Disney's Robotic Prototype
Baymax has always been fictional but also an inspiration to the growing field of soft robotics. These are the robotic arms that Disney roboticist are creating to emulate the arms of Baymax. The arms are inflated with air, the fingers are quite sausage-like, and they have an internal projector that can show status or display information to people (the heart is being projected in the picture). All of these characteristics are strikingly identical to Baymax.
Here is a Disney engineer's explanation of why they want to build a soft robot like Baymax. “Where physical human-robot interaction is expected, robots should be compliant and reactive to avoid human injury and hardware damage,” the researchers write in the paper describing the system. “Our goal is the realization of a robot arm and hand system which can physically interact with humans and gently manipulate objects."
The amazing part about the Baymax prototype is that the air-bags that act as skin can sense force and pressure, meaning it knows when it's being touched. This allows for engaging physical interactions between Baymax and humans. For example, hugging! The robot will understand that it is being hugged, and hopefully reciprocate with a hug of its own.
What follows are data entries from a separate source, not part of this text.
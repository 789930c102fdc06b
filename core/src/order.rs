//! Order aggregate and its value types.
//!
//! An [`Order`] is a persisted document: it owns its [`OrderLine`]s, carries
//! totals derived by the pricing engine, and is never physically removed
//! (see [`Order::is_deleted`]).

use chrono::{DateTime, Duration, Utc};
use serde::{Deserialize, Serialize};
use std::fmt;
use std::str::FromStr;
use uuid::Uuid;

/// Unique identifier for an order.
///
/// Serialized as a hyphenated UUID string.
#[derive(Clone, Copy, Debug, PartialEq, Eq, Hash, PartialOrd, Ord, Serialize, Deserialize)]
#[serde(transparent)]
pub struct OrderId(Uuid);

impl OrderId {
    /// Generates a fresh random order id.
    #[must_use]
    pub fn generate() -> Self {
        Self(Uuid::new_v4())
    }

    /// Wraps an existing UUID.
    #[must_use]
    pub const fn from_uuid(id: Uuid) -> Self {
        Self(id)
    }

    /// Returns the inner UUID.
    #[must_use]
    pub const fn as_uuid(&self) -> Uuid {
        self.0
    }
}

impl fmt::Display for OrderId {
    fn fmt(&self, f: &mut fmt::Formatter<'_>) -> fmt::Result {
        write!(f, "{}", self.0)
    }
}

impl FromStr for OrderId {
    type Err = uuid::Error;

    fn from_str(s: &str) -> Result<Self, Self::Err> {
        Uuid::parse_str(s).map(Self)
    }
}

macro_rules! opaque_id {
    ($(#[$meta:meta])* $name:ident) => {
        $(#[$meta])*
        #[derive(Clone, Debug, PartialEq, Eq, Hash, PartialOrd, Ord, Serialize, Deserialize)]
        #[serde(transparent)]
        pub struct $name(String);

        impl $name {
            /// Creates the identifier from any string-like value.
            #[must_use]
            pub fn new(id: impl Into<String>) -> Self {
                Self(id.into())
            }

            /// Returns the inner string value.
            #[must_use]
            pub fn as_str(&self) -> &str {
                &self.0
            }

            /// Whether the identifier is empty or whitespace only.
            #[must_use]
            pub fn is_blank(&self) -> bool {
                self.0.trim().is_empty()
            }
        }

        impl fmt::Display for $name {
            fn fmt(&self, f: &mut fmt::Formatter<'_>) -> fmt::Result {
                f.write_str(&self.0)
            }
        }
    };
}

opaque_id!(
    /// Identifier of the user (staff member) who registered an order.
    UserId
);
opaque_id!(
    /// Identifier of the client the order is for.
    ClientId
);
opaque_id!(
    /// Identifier of the shop the order was placed in.
    ShopId
);

/// Identifier of a book in the catalogue.
#[derive(Clone, Copy, Debug, PartialEq, Eq, Hash, PartialOrd, Ord, Serialize, Deserialize)]
#[serde(transparent)]
pub struct BookId(u64);

impl BookId {
    /// Creates a book id.
    #[must_use]
    pub const fn new(id: u64) -> Self {
        Self(id)
    }

    /// Returns the numeric value.
    #[must_use]
    pub const fn get(self) -> u64 {
        self.0
    }
}

impl fmt::Display for BookId {
    fn fmt(&self, f: &mut fmt::Formatter<'_>) -> fmt::Result {
        write!(f, "{}", self.0)
    }
}

/// Money amount in minor currency units (cents).
///
/// Integer arithmetic keeps totals exact; every operation that can overflow
/// is checked.
#[derive(Copy, Clone, Debug, Default, PartialEq, Eq, PartialOrd, Ord, Hash, Serialize, Deserialize)]
#[serde(transparent)]
pub struct Money(i64);

impl Money {
    /// Zero amount.
    pub const ZERO: Self = Self(0);

    /// Creates an amount from minor units.
    #[must_use]
    pub const fn from_minor(units: i64) -> Self {
        Self(units)
    }

    /// Returns the amount in minor units.
    #[must_use]
    pub const fn minor_units(self) -> i64 {
        self.0
    }

    /// Whether the amount is below zero.
    #[must_use]
    pub const fn is_negative(self) -> bool {
        self.0 < 0
    }

    /// `self * quantity`, or `None` on overflow.
    #[must_use]
    pub fn checked_times(self, quantity: u32) -> Option<Self> {
        self.0.checked_mul(i64::from(quantity)).map(Self)
    }

    /// `self + other`, or `None` on overflow.
    #[must_use]
    pub const fn checked_add(self, other: Self) -> Option<Self> {
        match self.0.checked_add(other.0) {
            Some(sum) => Some(Self(sum)),
            None => None,
        }
    }
}

impl fmt::Display for Money {
    fn fmt(&self, f: &mut fmt::Formatter<'_>) -> fmt::Result {
        let sign = if self.0 < 0 { "-" } else { "" };
        let abs = self.0.unsigned_abs();
        write!(f, "{sign}{}.{:02}", abs / 100, abs % 100)
    }
}

/// A single book/quantity/price entry within an order.
#[derive(Clone, Debug, PartialEq, Eq, Serialize, Deserialize)]
#[serde(rename_all = "camelCase")]
pub struct OrderLine {
    /// Book being ordered.
    pub book_id: BookId,
    /// Number of copies, always positive.
    pub quantity: u32,
    /// Unit price captured when the order was placed.
    pub price: Money,
    /// `quantity * price`.
    pub total: Money,
}

/// A customer's purchase record.
#[derive(Clone, Debug, PartialEq, Eq, Serialize, Deserialize)]
#[serde(rename_all = "camelCase")]
pub struct Order {
    /// Order identifier.
    pub id: OrderId,
    /// User who registered the order.
    pub user_id: UserId,
    /// Client the order belongs to.
    pub client_id: ClientId,
    /// Shop the order was placed in.
    pub shop_id: ShopId,
    /// Lines in the order, never empty.
    pub order_lines: Vec<OrderLine>,
    /// Sum of all line totals.
    pub total: Money,
    /// Sum of all line quantities.
    pub total_books: u64,
    /// Creation time.
    pub created_at: DateTime<Utc>,
    /// Last modification time; doubles as the optimistic concurrency token.
    pub updated_at: DateTime<Utc>,
    /// Soft-delete flag. Deleted orders are immutable.
    pub is_deleted: bool,
}

impl Order {
    /// Refreshes `updated_at`.
    ///
    /// The new value is strictly greater than the previous one even when the
    /// clock has not advanced, so every mutation produces a new version token.
    pub fn touch(&mut self, now: DateTime<Utc>) {
        self.updated_at = if now > self.updated_at {
            now
        } else {
            self.updated_at + Duration::microseconds(1)
        };
    }
}
//! HTTP handlers for the order API.
//!
//! Handlers only translate between JSON and the [`OrderService`]; all rules
//! live in the pricing engine and the service.

use axum::{
    extract::{OriginalUri, Path, State},
    http::{header, HeaderMap, HeaderValue, StatusCode},
    response::IntoResponse,
    Json,
};
use bookstore_core::{
    BookId, ClientId, Direction, LineInput, Money, Order, OrderDraft, OrderId, Page, PageError,
    PageRequest, ShopId, Sort, SortField, UserId,
};
use bookstore_core::page::DEFAULT_PAGE_SIZE;
use bookstore_runtime::OrderService;
use bookstore_web::{AppError, ValidJson, ValidQuery, WebResult};
use serde::{Deserialize, Serialize};

/// Body of `POST /orders` and `PUT /orders/:id`.
///
/// `total` and `totalBooks` are optional; when present they must agree with
/// the computed values.
#[derive(Debug, Clone, Deserialize, Serialize)]
#[serde(rename_all = "camelCase")]
pub struct OrderRequest {
    /// User registering the order.
    pub user_id: UserId,

    /// Client the order is for.
    pub client_id: ClientId,

    /// Shop the order is placed in.
    pub shop_id: ShopId,

    /// Requested lines.
    #[serde(alias = "lines")]
    pub order_lines: Vec<OrderLineRequest>,

    /// Caller-computed order total.
    #[serde(default, skip_serializing_if = "Option::is_none")]
    pub total: Option<Money>,

    /// Caller-computed number of books.
    #[serde(default, skip_serializing_if = "Option::is_none")]
    pub total_books: Option<u64>,
}

/// One requested line.
#[derive(Debug, Clone, Deserialize, Serialize)]
#[serde(rename_all = "camelCase")]
pub struct OrderLineRequest {
    /// Book identifier.
    pub book_id: BookId,

    /// Number of copies.
    pub quantity: i64,

    /// Unit price in minor currency units.
    pub price: Money,

    /// Caller-computed line total.
    #[serde(default, skip_serializing_if = "Option::is_none")]
    pub total: Option<Money>,
}

impl From<OrderRequest> for OrderDraft {
    fn from(request: OrderRequest) -> Self {
        let lines = request
            .order_lines
            .into_iter()
            .map(|line| LineInput {
                book_id: line.book_id,
                quantity: line.quantity,
                price: line.price,
                total: line.total,
            })
            .collect();

        Self {
            user_id: request.user_id,
            client_id: request.client_id,
            shop_id: request.shop_id,
            lines,
            total: request.total,
            total_books: request.total_books,
        }
    }
}

/// Query string of `GET /orders`.
///
/// Out-of-range numbers and unknown sort names are rejected, never clamped.
#[derive(Debug, Clone, Default, Deserialize)]
#[serde(rename_all = "camelCase")]
pub struct PageQuery {
    /// Zero-based page index.
    pub page: Option<i64>,
    /// Items per page.
    pub size: Option<i64>,
    /// Field to sort by, e.g. `total`.
    pub order_by: Option<String>,
    /// `ASC` or `DESC`.
    pub order: Option<String>,
}

impl TryFrom<PageQuery> for PageRequest {
    type Error = PageError;

    fn try_from(query: PageQuery) -> Result<Self, Self::Error> {
        let field = query
            .order_by
            .as_deref()
            .map_or(Ok(SortField::default()), str::parse)?;
        let direction = query
            .order
            .as_deref()
            .map_or(Ok(Direction::default()), str::parse)?;

        Ok(Self::checked(
            query.page.unwrap_or(0),
            query.size.unwrap_or_else(|| i64::from(DEFAULT_PAGE_SIZE)),
        )?
        .with_sort(Sort::new(field, direction)))
    }
}

/// `Link` header value pointing at the neighbouring and outer pages.
///
/// `next` and `last` are present while later pages exist; `prev` and
/// `first` while earlier ones do. Empty for a single page.
#[must_use]
pub fn pagination_links<T>(path: &str, page: &Page<T>) -> String {
    let uri = |index: u64| {
        format!(
            "{path}?page={index}&size={}&orderBy={}&order={}",
            page.size, page.sort.field, page.sort.direction
        )
    };

    let current = u64::from(page.page);
    let mut links = Vec::new();
    if page.has_next() {
        links.push(format!("<{}>; rel=\"next\"", uri(current + 1)));
    }
    if page.has_previous() {
        let previous = current.min(page.total_pages).saturating_sub(1);
        links.push(format!("<{}>; rel=\"prev\"", uri(previous)));
        links.push(format!("<{}>; rel=\"first\"", uri(0)));
    }
    if page.has_next() {
        links.push(format!("<{}>; rel=\"last\"", uri(page.last_page())));
    }
    links.join(", ")
}

fn parse_id(raw: &str) -> WebResult<OrderId> {
    raw.parse()
        .map_err(|_| AppError::bad_request(format!("malformed order id: {raw}")))
}

/// Place a new order.
///
/// # Endpoint
///
/// ```text
/// POST /orders
/// Content-Type: application/json
///
/// {
///   "userId": "u1",
///   "clientId": "c1",
///   "shopId": "s1",
///   "orderLines": [{ "bookId": 1, "quantity": 2, "price": 10 }]
/// }
/// ```
///
/// # Response
///
/// `201 Created` with the stored order and a `Location` header.
///
/// # Errors
///
/// - 400: the body is not JSON, misses a field, or fails validation
/// - 500: the order could not be stored
pub async fn place_order(
    State(service): State<OrderService>,
    ValidJson(request): ValidJson<OrderRequest>,
) -> WebResult<impl IntoResponse> {
    let order = service.place_order(request.into()).await?.value;

    Ok((
        StatusCode::CREATED,
        [(header::LOCATION, format!("/orders/{}", order.id))],
        Json(order),
    ))
}

/// Fetch one order, including soft-deleted ones.
///
/// ```text
/// GET /orders/:id
/// ```
///
/// # Errors
///
/// - 400: malformed id
/// - 404: no such order
pub async fn get_order(
    State(service): State<OrderService>,
    Path(id): Path<String>,
) -> WebResult<Json<Order>> {
    let id = parse_id(&id)?;
    Ok(Json(service.get_order(id).await?))
}

/// Page through all active orders, oldest first unless a sort is given.
///
/// ```text
/// GET /orders?page=0&size=10&orderBy=total&order=DESC
/// ```
///
/// The response carries a `Link` header with `next`, `prev`, `first` and
/// `last` relations where they apply.
///
/// # Errors
///
/// - 400: negative page, size outside `1..=100`, or unknown sort
/// - 500: the store could not be read
pub async fn list_orders(
    State(service): State<OrderService>,
    OriginalUri(uri): OriginalUri,
    ValidQuery(query): ValidQuery<PageQuery>,
) -> WebResult<(HeaderMap, Json<Page<Order>>)> {
    let request = PageRequest::try_from(query)?;
    let page = service.list_orders(request).await?;

    let mut headers = HeaderMap::new();
    let links = pagination_links(uri.path(), &page);
    if !links.is_empty() {
        let value = HeaderValue::from_str(&links)
            .map_err(|e| AppError::internal("invalid Link header").with_source(e.into()))?;
        headers.insert(header::LINK, value);
    }

    Ok((headers, Json(page)))
}

/// Replace an order's ids and lines. Totals are recomputed.
///
/// ```text
/// PUT /orders/:id
/// ```
///
/// # Errors
///
/// - 400: malformed id or invalid draft
/// - 404: no such order
/// - 409: the order was deleted or concurrently modified
pub async fn update_order(
    State(service): State<OrderService>,
    Path(id): Path<String>,
    ValidJson(request): ValidJson<OrderRequest>,
) -> WebResult<Json<Order>> {
    let id = parse_id(&id)?;
    Ok(Json(service.update_order(id, request.into()).await?.value))
}

/// Soft-delete an order and return its final state.
///
/// ```text
/// DELETE /orders/:id
/// ```
///
/// # Errors
///
/// - 400: malformed id
/// - 404: no such order
/// - 409: already deleted
pub async fn delete_order(
    State(service): State<OrderService>,
    Path(id): Path<String>,
) -> WebResult<Json<Order>> {
    let id = parse_id(&id)?;
    Ok(Json(service.delete_order(id).await?.value))
}

/// Active orders of a shop. An unknown shop yields an empty list.
///
/// ```text
/// GET /shops/:shop_id/orders
/// ```
///
/// # Errors
///
/// - 500: the store could not be read
pub async fn list_shop_orders(
    State(service): State<OrderService>,
    Path(shop_id): Path<ShopId>,
) -> WebResult<Json<Vec<Order>>> {
    Ok(Json(service.list_orders_for_shop(&shop_id).await?))
}

/// Active orders of a client.
///
/// # Errors
///
/// - 500: the store could not be read
pub async fn list_client_orders(
    State(service): State<OrderService>,
    Path(client_id): Path<ClientId>,
) -> WebResult<Json<Vec<Order>>> {
    Ok(Json(service.list_orders_for_client(&client_id).await?))
}

/// Active orders registered by a user.
///
/// # Errors
///
/// - 500: the store could not be read
pub async fn list_user_orders(
    State(service): State<OrderService>,
    Path(user_id): Path<UserId>,
) -> WebResult<Json<Vec<Order>>> {
    Ok(Json(service.list_orders_for_user(&user_id).await?))
}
A Disney engineer explains how the hands work and their thoughts on the future of creating a real-life Baymax.
"The fingers are also soft and filled with air; they’re created in a 3D printer that can lay down both rigid and flexible materials. Pressure sensors within each inflatable finger let the robot know whether, for example, one fingertip is pressing too hard or bearing all the weight, signaling it to adjust its grip."
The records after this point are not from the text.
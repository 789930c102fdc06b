//! Custom Axum extractors.

use crate::error::AppError;
use axum::{
    async_trait,
    extract::{FromRequest, FromRequestParts},
    http::request::Parts,
};
use std::fmt;
use uuid::Uuid;

/// JSON body whose rejections are answered as [`AppError`]s.
///
/// Axum's own [`axum::Json`] answers a missing field or a wrong type with
/// `422` and a plain-text body. This wrapper turns those into `400` with the
/// usual `{"code", "message"}` body.
///
/// # Example
///
/// ```ignore
/// async fn place_order(ValidJson(request): ValidJson<OrderRequest>) -> WebResult<Json<Order>> {
///     // ...
/// }
/// ```
#[derive(Debug, Clone, Copy, Default, FromRequest)]
#[from_request(via(axum::Json), rejection(AppError))]
pub struct ValidJson<T>(pub T);

/// Query string whose rejections are answered as [`AppError`]s.
#[derive(Debug, Clone, Copy, Default, FromRequestParts)]
#[from_request(via(axum::extract::Query), rejection(AppError))]
pub struct ValidQuery<T>(pub T);

/// Correlation ID for request tracing.
///
/// Reads the id assigned by [`crate::middleware::request_context_layer`].
/// Without the middleware it falls back to the `X-Correlation-ID` header,
/// or a new UUID v4.
///
/// # Example
///
/// ```ignore
/// async fn handler(correlation_id: CorrelationId) -> String {
///     format!("Request ID: {correlation_id}")
/// }
/// ```
#[derive(Debug, Clone, Copy, PartialEq, Eq)]
pub struct CorrelationId(pub Uuid);

impl fmt::Display for CorrelationId {
    fn fmt(&self, f: &mut fmt::Formatter<'_>) -> fmt::Result {
        self.0.fmt(f)
    }
}

#[async_trait]
impl<S> FromRequestParts<S> for CorrelationId
where
    S: Send + Sync,
{
    type Rejection = std::convert::Infallible;

    async fn from_request_parts(parts: &mut Parts, _state: &S) -> Result<Self, Self::Rejection> {
        if let Some(id) = parts.extensions.get::<Self>() {
            return Ok(*id);
        }
        Ok(Self::from_headers(&parts.headers))
    }
}

#[cfg(test)]
#[allow(clippy::unwrap_used, clippy::expect_used)]
mod tests {
    use super::*;
    use crate::middleware::CORRELATION_ID_HEADER;
    use axum::body::{to_bytes, Body};
    use axum::http::{header, Request, StatusCode};
    use axum::routing::{get, post};
    use axum::Router;
    use serde::Deserialize;
    use tower::ServiceExt;

    #[derive(Debug, Deserialize)]
    struct Line {
        #[allow(dead_code)]
        quantity: i64,
    }

    #[derive(Debug, Deserialize)]
    struct Paging {
        #[allow(dead_code)]
        size: u32,
    }

    #[allow(clippy::unused_async)]
    async fn accept_line(ValidJson(_line): ValidJson<Line>) -> StatusCode {
        StatusCode::NO_CONTENT
    }

    #[allow(clippy::unused_async)]
    async fn accept_paging(ValidQuery(_paging): ValidQuery<Paging>) -> StatusCode {
        StatusCode::NO_CONTENT
    }

    fn app() -> Router {
        Router::new()
            .route("/lines", post(accept_line))
            .route("/pages", get(accept_paging))
    }

    async fn call(request: Request<Body>) -> (StatusCode, serde_json::Value) {
        let response = app().oneshot(request).await.unwrap();
        let status = response.status();
        let bytes = to_bytes(response.into_body(), usize::MAX).await.unwrap();
        let body = if bytes.is_empty() {
            serde_json::Value::Null
        } else {
            serde_json::from_slice(&bytes).unwrap()
        };
        (status, body)
    }

    fn post_json(body: &'static str) -> Request<Body> {
        Request::post("/lines")
            .header(header::CONTENT_TYPE, "application/json")
            .body(Body::from(body))
            .unwrap()
    }

    #[tokio::test]
    async fn well_formed_body_is_accepted() {
        let (status, _) = call(post_json(r#"{"quantity": 2}"#)).await;

        assert_eq!(status, StatusCode::NO_CONTENT);
    }

    #[tokio::test]
    async fn missing_field_is_a_validation_error() {
        let (status, body) = call(post_json("{}")).await;

        assert_eq!(status, StatusCode::BAD_REQUEST);
        assert_eq!(body["code"], "VALIDATION_ERROR");
        assert!(body["message"].as_str().unwrap().contains("quantity"));
    }

    #[tokio::test]
    async fn wrong_type_is_a_validation_error() {
        let (status, body) = call(post_json(r#"{"quantity": 1.5}"#)).await;

        assert_eq!(status, StatusCode::BAD_REQUEST);
        assert_eq!(body["code"], "VALIDATION_ERROR");
    }

    #[tokio::test]
    async fn syntax_error_is_a_bad_request() {
        let (status, body) = call(post_json("{oops")).await;

        assert_eq!(status, StatusCode::BAD_REQUEST);
        assert_eq!(body["code"], "BAD_REQUEST");
    }

    #[tokio::test]
    async fn missing_content_type_is_a_bad_request() {
        let request = Request::post("/lines")
            .body(Body::from(r#"{"quantity": 2}"#))
            .unwrap();

        let (status, body) = call(request).await;

        assert_eq!(status, StatusCode::BAD_REQUEST);
        assert_eq!(body["code"], "BAD_REQUEST");
    }

    #[tokio::test]
    async fn unparsable_query_is_a_bad_request() {
        let request = Request::get("/pages?size=-1").body(Body::empty()).unwrap();

        let (status, body) = call(request).await;

        assert_eq!(status, StatusCode::BAD_REQUEST);
        assert_eq!(body["code"], "BAD_REQUEST");
    }

    #[tokio::test]
    async fn falls_back_to_header() {
        let id = Uuid::new_v4();
        let (mut parts, ()) = Request::builder()
            .header(CORRELATION_ID_HEADER, id.to_string())
            .body(())
            .unwrap()
            .into_parts();

        let extracted = CorrelationId::from_request_parts(&mut parts, &()).await.unwrap();

        assert_eq!(extracted, CorrelationId(id));
    }

    #[tokio::test]
    async fn prefers_extension() {
        let id = CorrelationId(Uuid::new_v4());
        let (mut parts, ()) = Request::builder()
            .header(CORRELATION_ID_HEADER, Uuid::new_v4().to_string())
            .body(())
            .unwrap()
            .into_parts();
        parts.extensions.insert(id);

        let extracted = CorrelationId::from_request_parts(&mut parts, &()).await.unwrap();

        assert_eq!(extracted, id);
    }
}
"This is still very much a prototype; the sensors can’t detect the direction of a force yet, and the materials and construction aren’t airtight by design, meaning they have to be continuously pumped full. But it still shows what they want it to show: that a traditional “hard” robot can be retrofitted into a soft one with a bit of ingenuity. We’re still a long way from Baymax, but it’s more science than fiction now."